Segment Start: DATA EXTRACTS
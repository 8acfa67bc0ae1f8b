use serde::{Deserialize, Serialize};
use std::fmt;
use std::str::FromStr;

/// An opaque 24-bit RGB color.
/// Serialized as a six digit hex string (`"C00000"`), the form slide XML uses.
#[derive(Debug, Clone, Copy, PartialEq, Eq, Hash, Serialize, Deserialize)]
#[serde(try_from = "String", into = "String")]
pub struct RgbColor {
    pub red: u8,
    pub green: u8,
    pub blue: u8,
}

impl RgbColor {
    pub const fn new(red: u8, green: u8, blue: u8) -> Self {
        Self { red, green, blue }
    }
}

/// Error produced when a string is not a valid `RRGGBB` color.
#[derive(Debug, Clone, PartialEq, Eq, thiserror::Error)]
#[error("Invalid RGB hex color: {0:?}")]
pub struct ParseColorError(pub String);

impl FromStr for RgbColor {
    type Err = ParseColorError;

    fn from_str(s: &str) -> Result<Self, Self::Err> {
        let hex = s.strip_prefix('#').unwrap_or(s);
        if hex.len() != 6 || !hex.chars().all(|c| c.is_ascii_hexdigit()) {
            return Err(ParseColorError(s.to_string()));
        }
        let channel = |range: std::ops::Range<usize>| {
            u8::from_str_radix(&hex[range], 16).map_err(|_| ParseColorError(s.to_string()))
        };
        Ok(Self {
            red: channel(0..2)?,
            green: channel(2..4)?,
            blue: channel(4..6)?,
        })
    }
}

impl TryFrom<String> for RgbColor {
    type Error = ParseColorError;

    fn try_from(value: String) -> Result<Self, Self::Error> {
        value.parse()
    }
}

impl From<RgbColor> for String {
    fn from(color: RgbColor) -> Self {
        color.to_string()
    }
}

impl fmt::Display for RgbColor {
    fn fmt(&self, f: &mut fmt::Formatter<'_>) -> fmt::Result {
        write!(f, "{:02X}{:02X}{:02X}", self.red, self.green, self.blue)
    }
}

#[cfg(test)]
mod tests {
    use super::*;

    #[test]
    fn parses_with_and_without_hash() {
        assert_eq!("C00000".parse::<RgbColor>(), Ok(RgbColor::new(0xC0, 0, 0)));
        assert_eq!("#4472c4".parse::<RgbColor>(), Ok(RgbColor::new(0x44, 0x72, 0xC4)));
    }

    #[test]
    fn rejects_malformed_hex() {
        assert!("C0000".parse::<RgbColor>().is_err());
        assert!("GG0000".parse::<RgbColor>().is_err());
    }

    #[test]
    fn serializes_as_hex_string() {
        let json = serde_json::to_string(&RgbColor::new(1, 2, 255)).unwrap();
        assert_eq!(json, "\"0102FF\"");
        let back: RgbColor = serde_json::from_str(&json).unwrap();
        assert_eq!(back, RgbColor::new(1, 2, 255));
    }
}
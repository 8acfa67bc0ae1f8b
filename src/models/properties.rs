// src/models/properties.rs

use serde::{Deserialize, Serialize};

use crate::models::colors::RgbColor;
use crate::models::link::Link;

/// Represents the styling that can be applied to a text run.
/// Unset properties are inherited from the placeholder the run lives in.
#[derive(Debug, Clone, Default, PartialEq, Serialize, Deserialize)]
#[serde(rename_all = "camelCase")]
pub struct TextStyle {
    /// Whether the text is rendered as bold.
    #[serde(default, skip_serializing_if = "std::ops::Not::not")]
    pub bold: bool,

    /// Whether the text is italicized.
    #[serde(default, skip_serializing_if = "std::ops::Not::not")]
    pub italic: bool,

    /// The font family of the text.
    #[serde(skip_serializing_if = "Option::is_none")]
    pub font_family: Option<String>,

    /// The size of the text's font, in points.
    #[serde(skip_serializing_if = "Option::is_none")]
    pub font_size: Option<f64>,

    /// The foreground color of the text.
    #[serde(skip_serializing_if = "Option::is_none")]
    pub color: Option<RgbColor>,

    /// The hyperlink destination of the text. If unset, there is no link.
    #[serde(skip_serializing_if = "Option::is_none")]
    pub link: Option<Link>,
}

/// The text alignment for a paragraph.
#[derive(Debug, Clone, Copy, PartialEq, Eq, Hash, Serialize, Deserialize)]
#[serde(rename_all = "SCREAMING_SNAKE_CASE")]
pub enum Alignment {
    Left,
    Center,
    Right,
}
Segment End: DATA EXTRACTS
WHAT THE EXERCISE ASKS – Restate word for word only the lines above from the line containing "#[derive(Debug, Clone, PartialEq, Eq, thiserror::Error)]" to the line containing "use crate::models::link::Link;", both of them included.

TASK RESULT –
#[derive(Debug, Clone, PartialEq, Eq, thiserror::Error)]
#[error("Invalid RGB hex color: {0:?}")]
pub struct ParseColorError(pub String);

impl FromStr for RgbColor {
    type Err = ParseColorError;

    fn from_str(s: &str) -> Result<Self, Self::Err> {
        let hex = s.strip_prefix('#').unwrap_or(s);
        if hex.len() != 6 || !hex.chars().all(|c| c.is_ascii_hexdigit()) {
            return Err(ParseColorError(s.to_string()));
        }
        let channel = |range: std::ops::Range<usize>| {
            u8::from_str_radix(&hex[range], 16).map_err(|_| ParseColorError(s.to_string()))
        };
        Ok(Self {
            red: channel(0..2)?,
            green: channel(2..4)?,
            blue: channel(4..6)?,
        })
    }
}

impl TryFrom<String> for RgbColor {
    type Error = ParseColorError;

    fn try_from(value: String) -> Result<Self, Self::Error> {
        value.parse()
    }
}

impl From<RgbColor> for String {
    fn from(color: RgbColor) -> Self {
        color.to_string()
    }
}

impl fmt::Display for RgbColor {
    fn fmt(&self, f: &mut fmt::Formatter<'_>) -> fmt::Result {
        write!(f, "{:02X}{:02X}{:02X}", self.red, self.green, self.blue)
    }
}

#[cfg(test)]
mod tests {
    use super::*;

    #[test]
    fn parses_with_and_without_hash() {
        assert_eq!("C00000".parse::<RgbColor>(), Ok(RgbColor::new(0xC0, 0, 0)));
        assert_eq!("#4472c4".parse::<RgbColor>(), Ok(RgbColor::new(0x44, 0x72, 0xC4)));
    }

    #[test]
    fn rejects_malformed_hex() {
        assert!("C0000".parse::<RgbColor>().is_err());
        assert!("GG0000".parse::<RgbColor>().is_err());
    }

    #[test]
    fn serializes_as_hex_string() {
        let json = serde_json::to_string(&RgbColor::new(1, 2, 255)).unwrap();
        assert_eq!(json, "\"0102FF\"");
        let back: RgbColor = serde_json::from_str(&json).unwrap();
        assert_eq!(back, RgbColor::new(1, 2, 255));
    }
}
repository 8acfa67bc0ae1f8b
filename src/models/properties.rs
// src/models/properties.rs

use serde::{Deserialize, Serialize};

use crate::models::colors::RgbColor;
use crate::models::link::Link;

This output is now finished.